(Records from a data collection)
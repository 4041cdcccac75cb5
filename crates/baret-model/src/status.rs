// SPDX-License-Identifier: Apache-2.0

use crate::department::ParseError;
use serde::{Deserialize, Serialize};

/// Closed status domain usable as a fixed-shape tally key.
///
/// `KEYS` fixes both the tally domain and the chart ordering; `token` is the
/// stored wire form and `label` the Turkish display form.
pub trait TallyKey: Copy + Eq + Sized + 'static {
    const KEYS: &'static [Self];

    fn token(self) -> &'static str;
    fn label(self) -> &'static str;
}

#[derive(Debug, Clone, Copy, PartialEq, Eq, Hash, Serialize, Deserialize, PartialOrd, Ord)]
#[serde(rename_all = "SCREAMING_SNAKE_CASE")]
#[non_exhaustive]
pub enum IncidentStatus {
    Open,
    Investigating,
    Resolved,
    Closed,
}

impl IncidentStatus {
    pub fn parse(raw: &str) -> Result<Self, ParseError> {
        match raw {
            "OPEN" => Ok(Self::Open),
            "INVESTIGATING" => Ok(Self::Investigating),
            "RESOLVED" => Ok(Self::Resolved),
            "CLOSED" => Ok(Self::Closed),
            _ => Err(ParseError::InvalidFormat(
                "incident status must be one of OPEN, INVESTIGATING, RESOLVED, CLOSED",
            )),
        }
    }
}

impl TallyKey for IncidentStatus {
    const KEYS: &'static [Self] = &[Self::Open, Self::Investigating, Self::Resolved, Self::Closed];

    fn token(self) -> &'static str {
        match self {
            Self::Open => "OPEN",
            Self::Investigating => "INVESTIGATING",
            Self::Resolved => "RESOLVED",
            Self::Closed => "CLOSED",
        }
    }

    fn label(self) -> &'static str {
        match self {
            Self::Open => "Açık",
            Self::Investigating => "İnceleniyor",
            Self::Resolved => "Çözüldü",
            Self::Closed => "Kapatıldı",
        }
    }
}

/// Shared lifecycle for scheduled work: tasks, trainings, audits.
#[derive(Debug, Clone, Copy, PartialEq, Eq, Hash, Serialize, Deserialize, PartialOrd, Ord)]
#[serde(rename_all = "SCREAMING_SNAKE_CASE")]
#[non_exhaustive]
pub enum ScheduleStatus {
    Planned,
    InProgress,
    Completed,
    Cancelled,
}

impl ScheduleStatus {
    pub fn parse(raw: &str) -> Result<Self, ParseError> {
        match raw {
            "PLANNED" => Ok(Self::Planned),
            "IN_PROGRESS" => Ok(Self::InProgress),
            "COMPLETED" => Ok(Self::Completed),
            "CANCELLED" => Ok(Self::Cancelled),
            _ => Err(ParseError::InvalidFormat(
                "schedule status must be one of PLANNED, IN_PROGRESS, COMPLETED, CANCELLED",
            )),
        }
    }
}

impl TallyKey for ScheduleStatus {
    const KEYS: &'static [Self] = &[
        Self::Planned,
        Self::InProgress,
        Self::Completed,
        Self::Cancelled,
    ];

    fn token(self) -> &'static str {
        match self {
            Self::Planned => "PLANNED",
            Self::InProgress => "IN_PROGRESS",
            Self::Completed => "COMPLETED",
            Self::Cancelled => "CANCELLED",
        }
    }

    fn label(self) -> &'static str {
        match self {
            Self::Planned => "Planlandı",
            Self::InProgress => "Devam Ediyor",
            Self::Completed => "Tamamlandı",
            Self::Cancelled => "İptal Edildi",
        }
    }
}

#[derive(Debug, Clone, Copy, PartialEq, Eq, Hash, Serialize, Deserialize, PartialOrd, Ord)]
#[serde(rename_all = "SCREAMING_SNAKE_CASE")]
#[non_exhaustive]
pub enum AssessmentStatus {
    Draft,
    Active,
    Reviewed,
    Archived,
}

impl AssessmentStatus {
    pub fn parse(raw: &str) -> Result<Self, ParseError> {
        match raw {
            "DRAFT" => Ok(Self::Draft),
            "ACTIVE" => Ok(Self::Active),
            "REVIEWED" => Ok(Self::Reviewed),
            "ARCHIVED" => Ok(Self::Archived),
            _ => Err(ParseError::InvalidFormat(
                "assessment status must be one of DRAFT, ACTIVE, REVIEWED, ARCHIVED",
            )),
        }
    }
}

impl TallyKey for AssessmentStatus {
    const KEYS: &'static [Self] = &[Self::Draft, Self::Active, Self::Reviewed, Self::Archived];

    fn token(self) -> &'static str {
        match self {
            Self::Draft => "DRAFT",
            Self::Active => "ACTIVE",
            Self::Reviewed => "REVIEWED",
            Self::Archived => "ARCHIVED",
        }
    }

    fn label(self) -> &'static str {
        match self {
            Self::Draft => "Taslak",
            Self::Active => "Aktif",
            Self::Reviewed => "Gözden Geçirildi",
            Self::Archived => "Arşivlendi",
        }
    }
}

#[derive(Debug, Clone, Copy, PartialEq, Eq, Hash, Serialize, Deserialize, PartialOrd, Ord)]
#[serde(rename_all = "SCREAMING_SNAKE_CASE")]
#[non_exhaustive]
pub enum EquipmentStatus {
    Active,
    Maintenance,
    Faulty,
    Retired,
}

impl EquipmentStatus {
    pub fn parse(raw: &str) -> Result<Self, ParseError> {
        match raw {
            "ACTIVE" => Ok(Self::Active),
            "MAINTENANCE" => Ok(Self::Maintenance),
            "FAULTY" => Ok(Self::Faulty),
            "RETIRED" => Ok(Self::Retired),
            _ => Err(ParseError::InvalidFormat(
                "equipment status must be one of ACTIVE, MAINTENANCE, FAULTY, RETIRED",
            )),
        }
    }
}

impl TallyKey for EquipmentStatus {
    const KEYS: &'static [Self] = &[
        Self::Active,
        Self::Maintenance,
        Self::Faulty,
        Self::Retired,
    ];

    fn token(self) -> &'static str {
        match self {
            Self::Active => "ACTIVE",
            Self::Maintenance => "MAINTENANCE",
            Self::Faulty => "FAULTY",
            Self::Retired => "RETIRED",
        }
    }

    fn label(self) -> &'static str {
        match self {
            Self::Active => "Aktif",
            Self::Maintenance => "Bakımda",
            Self::Faulty => "Arızalı",
            Self::Retired => "Kullanım Dışı",
        }
    }
}

/// Reported incident severity. Distinct from the computed risk level of an
/// assessment; incidents are graded directly at intake.
#[derive(Debug, Clone, Copy, PartialEq, Eq, Hash, Serialize, Deserialize, PartialOrd, Ord)]
#[serde(rename_all = "SCREAMING_SNAKE_CASE")]
#[non_exhaustive]
pub enum IncidentSeverity {
    Low,
    Medium,
    High,
    Critical,
}

impl IncidentSeverity {
    pub fn parse(raw: &str) -> Result<Self, ParseError> {
        match raw {
            "LOW" => Ok(Self::Low),
            "MEDIUM" => Ok(Self::Medium),
            "HIGH" => Ok(Self::High),
            "CRITICAL" => Ok(Self::Critical),
            _ => Err(ParseError::InvalidFormat(
                "incident severity must be one of LOW, MEDIUM, HIGH, CRITICAL",
            )),
        }
    }
}

impl TallyKey for IncidentSeverity {
    const KEYS: &'static [Self] = &[Self::Low, Self::Medium, Self::High, Self::Critical];

    fn token(self) -> &'static str {
        match self {
            Self::Low => "LOW",
            Self::Medium => "MEDIUM",
            Self::High => "HIGH",
            Self::Critical => "CRITICAL",
        }
    }

    fn label(self) -> &'static str {
        match self {
            Self::Low => "Düşük",
            Self::Medium => "Orta",
            Self::High => "Yüksek",
            Self::Critical => "Kritik",
        }
    }
}

#[derive(Debug, Clone, Copy, PartialEq, Eq, Hash, Serialize, Deserialize, PartialOrd, Ord)]
#[serde(rename_all = "snake_case")]
#[non_exhaustive]
pub enum Role {
    Admin,
    Manager,
    Employee,
}

impl Role {
    pub fn parse(raw: &str) -> Result<Self, ParseError> {
        match raw {
            "admin" => Ok(Self::Admin),
            "manager" => Ok(Self::Manager),
            "employee" => Ok(Self::Employee),
            _ => Err(ParseError::InvalidFormat(
                "role must be one of admin, manager, employee",
            )),
        }
    }

    #[must_use]
    pub const fn as_str(self) -> &'static str {
        match self {
            Self::Admin => "admin",
            Self::Manager => "manager",
            Self::Employee => "employee",
        }
    }
}

#[cfg(test)]
mod tests {
    use super::*;

    #[test]
    fn parse_round_trips_tokens() {
        for status in IncidentStatus::KEYS {
            assert_eq!(IncidentStatus::parse(status.token()), Ok(*status));
        }
        for status in ScheduleStatus::KEYS {
            assert_eq!(ScheduleStatus::parse(status.token()), Ok(*status));
        }
        for severity in IncidentSeverity::KEYS {
            assert_eq!(IncidentSeverity::parse(severity.token()), Ok(*severity));
        }
    }

    #[test]
    fn parse_rejects_foreign_tokens() {
        assert!(IncidentStatus::parse("open").is_err());
        assert!(ScheduleStatus::parse("DONE").is_err());
        assert!(Role::parse("ADMIN").is_err());
    }

    #[test]
    fn serde_uses_stored_tokens() {
        let json = serde_json::to_string(&ScheduleStatus::InProgress).unwrap();
        assert_eq!(json, "\"IN_PROGRESS\"");
        let back: ScheduleStatus = serde_json::from_str("\"CANCELLED\"").unwrap();
        assert_eq!(back, ScheduleStatus::Cancelled);
    }

    #[test]
    fn labels_are_localized() {
        assert_eq!(TallyKey::label(IncidentStatus::Open), "Açık");
        assert_eq!(TallyKey::label(ScheduleStatus::Completed), "Tamamlandı");
        assert_eq!(TallyKey::label(IncidentSeverity::Critical), "Kritik");
    }
}
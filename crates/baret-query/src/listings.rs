// SPDX-License-Identifier: Apache-2.0

use crate::filters::{AssessmentFilter, IncidentFilter, QueryLimits};
use crate::{rows, QueryError};
use baret_model::{Incident, RiskAssessment, TallyKey};
use rusqlite::{params_from_iter, types::Value, Connection};

const INCIDENT_COLUMNS: &str =
    "id, title, description, department, location, severity, status, occurred_at, reported_by";
const ASSESSMENT_COLUMNS: &str = "id, title, description, department, location, severity, \
     likelihood, status, created_at, assessed_by";

pub fn list_incidents(
    conn: &Connection,
    filter: &IncidentFilter,
    limits: &QueryLimits,
) -> Result<Vec<Incident>, QueryError> {
    filter.validate(limits)?;

    let mut sql = format!("SELECT {INCIDENT_COLUMNS} FROM incidents");
    let mut where_parts: Vec<String> = Vec::new();
    let mut params: Vec<Value> = Vec::new();

    if let Some(status) = filter.status {
        where_parts.push("status = ?".to_string());
        params.push(Value::Text(status.token().to_string()));
    }
    if let Some(severity) = filter.severity {
        where_parts.push("severity = ?".to_string());
        params.push(Value::Text(severity.token().to_string()));
    }
    if let Some(department) = &filter.department {
        where_parts.push("department = ?".to_string());
        params.push(Value::Text(department.as_str().to_string()));
    }
    if let Some(from) = filter.from {
        where_parts.push("date(occurred_at) >= ?".to_string());
        params.push(Value::Text(from.to_string()));
    }
    if let Some(to) = filter.to {
        where_parts.push("date(occurred_at) <= ?".to_string());
        params.push(Value::Text(to.to_string()));
    }

    if !where_parts.is_empty() {
        sql.push_str(" WHERE ");
        sql.push_str(&where_parts.join(" AND "));
    }
    sql.push_str(" ORDER BY occurred_at DESC, id DESC LIMIT ?");
    params.push(Value::Integer(filter.limit as i64));

    let mut stmt = conn.prepare(&sql)?;
    let mapped = stmt.query_map(params_from_iter(params.iter()), rows::incident_from_row)?;
    mapped
        .collect::<Result<Vec<_>, _>>()
        .map_err(QueryError::from)
}

pub fn list_assessments(
    conn: &Connection,
    filter: &AssessmentFilter,
    limits: &QueryLimits,
) -> Result<Vec<RiskAssessment>, QueryError> {
    filter.validate(limits)?;

    let mut sql = format!("SELECT {ASSESSMENT_COLUMNS} FROM risk_assessments");
    let mut where_parts: Vec<String> = Vec::new();
    let mut params: Vec<Value> = Vec::new();

    if let Some(department) = &filter.department {
        where_parts.push("department = ?".to_string());
        params.push(Value::Text(department.as_str().to_string()));
    }
    if let Some(status) = filter.status {
        where_parts.push("status = ?".to_string());
        params.push(Value::Text(status.token().to_string()));
    }

    if !where_parts.is_empty() {
        sql.push_str(" WHERE ");
        sql.push_str(&where_parts.join(" AND "));
    }
    sql.push_str(" ORDER BY created_at DESC, id DESC LIMIT ?");
    params.push(Value::Integer(filter.limit as i64));

    let mut stmt = conn.prepare(&sql)?;
    let mapped = stmt.query_map(params_from_iter(params.iter()), rows::assessment_from_row)?;
    mapped
        .collect::<Result<Vec<_>, _>>()
        .map_err(QueryError::from)
}

/// Full export listing, newest first, capped by `max_export_rows`.
pub fn export_assessments(
    conn: &Connection,
    limits: &QueryLimits,
) -> Result<Vec<RiskAssessment>, QueryError> {
    let sql = format!(
        "SELECT {ASSESSMENT_COLUMNS} FROM risk_assessments ORDER BY created_at DESC, id DESC \
         LIMIT ?"
    );
    let mut stmt = conn.prepare(&sql)?;
    let mapped = stmt.query_map(
        [Value::Integer(limits.max_export_rows as i64)],
        rows::assessment_from_row,
    )?;
    mapped
        .collect::<Result<Vec<_>, _>>()
        .map_err(QueryError::from)
}
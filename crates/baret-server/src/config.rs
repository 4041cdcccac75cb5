// SPDX-License-Identifier: Apache-2.0
//! Service configuration and its startup contract.

use baret_model::Role;
use serde::Serialize;
use std::time::Duration;

pub const CONFIG_SCHEMA_VERSION: &str = "1";

/// One static bearer credential: the presented token and the identity it
/// resolves to.
#[derive(Debug, Clone, Serialize)]
pub struct AuthToken {
    pub token: String,
    pub user: String,
    pub role: Role,
}

#[derive(Debug, Clone, Serialize)]
pub struct ApiConfig {
    pub max_body_bytes: usize,
    pub stats_cache_ttl: Duration,
    pub slow_query_threshold: Duration,
    pub require_auth: bool,
    pub auth_tokens: Vec<AuthToken>,
}

impl Default for ApiConfig {
    fn default() -> Self {
        Self {
            max_body_bytes: 16 * 1024,
            stats_cache_ttl: Duration::from_secs(30),
            slow_query_threshold: Duration::from_millis(200),
            require_auth: true,
            auth_tokens: Vec::new(),
        }
    }
}

impl ApiConfig {
    #[must_use]
    pub fn resolve_token(&self, token: &str) -> Option<&AuthToken> {
        self.auth_tokens.iter().find(|entry| entry.token == token)
    }
}

/// Parses the `token:user:role` table (comma separated). Entries that do not
/// parse are dropped; the startup contract rejects an empty table when auth
/// is required.
#[must_use]
pub fn parse_auth_tokens(raw: &str) -> Vec<AuthToken> {
    raw.split(',')
        .filter_map(|entry| {
            let mut parts = entry.trim().splitn(3, ':');
            let token = parts.next()?.trim();
            let user = parts.next()?.trim();
            let role = Role::parse(parts.next()?.trim()).ok()?;
            if token.is_empty() || user.is_empty() {
                return None;
            }
            Some(AuthToken {
                token: token.to_string(),
                user: user.to_string(),
                role,
            })
        })
        .collect()
}

pub fn validate_startup_config_contract(api: &ApiConfig) -> Result<(), String> {
    if api.max_body_bytes == 0 {
        return Err("max_body_bytes must be > 0".to_string());
    }
    if api.stats_cache_ttl.is_zero() || api.slow_query_threshold.is_zero() {
        return Err("timeouts must be > 0".to_string());
    }
    if api.require_auth && api.auth_tokens.is_empty() {
        return Err("require_auth=true requires at least one auth token".to_string());
    }
    let mut seen = std::collections::HashSet::new();
    for entry in &api.auth_tokens {
        if !seen.insert(entry.token.as_str()) {
            return Err(format!("duplicate auth token for user {}", entry.user));
        }
    }
    Ok(())
}

#[cfg(test)]
mod tests {
    use super::*;

    #[test]
    fn token_table_parses_and_drops_malformed_entries() {
        let tokens =
            parse_auth_tokens("abc:ayse:admin, def:mehmet:employee, ghi:nur:superuser, short");
        assert_eq!(tokens.len(), 2);
        assert_eq!(tokens[0].user, "ayse");
        assert_eq!(tokens[0].role, Role::Admin);
        assert_eq!(tokens[1].role, Role::Employee);
    }

    #[test]
    fn startup_config_validation_enforces_auth_contracts() {
        let mut api = ApiConfig::default();
        let err = validate_startup_config_contract(&api).expect_err("missing tokens");
        assert!(err.contains("auth token"));

        api.auth_tokens = parse_auth_tokens("abc:ayse:admin,abc:veli:manager");
        let err = validate_startup_config_contract(&api).expect_err("duplicate token");
        assert!(err.contains("duplicate"));

        api.auth_tokens = parse_auth_tokens("abc:ayse:admin");
        validate_startup_config_contract(&api).expect("valid config");
    }

    #[test]
    fn startup_config_validation_rejects_zero_limits() {
        let api = ApiConfig {
            max_body_bytes: 0,
            require_auth: false,
            ..ApiConfig::default()
        };
        let err = validate_startup_config_contract(&api).expect_err("zero body cap");
        assert!(err.contains("max_body_bytes"));
    }
}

What you should do:
If a line in the entries contains "title", copy it.

Answer to this task:
    "id, title, description, department, location, severity, status, occurred_at, reported_by";
const ASSESSMENT_COLUMNS: &str = "id, title, description, department, location, severity, \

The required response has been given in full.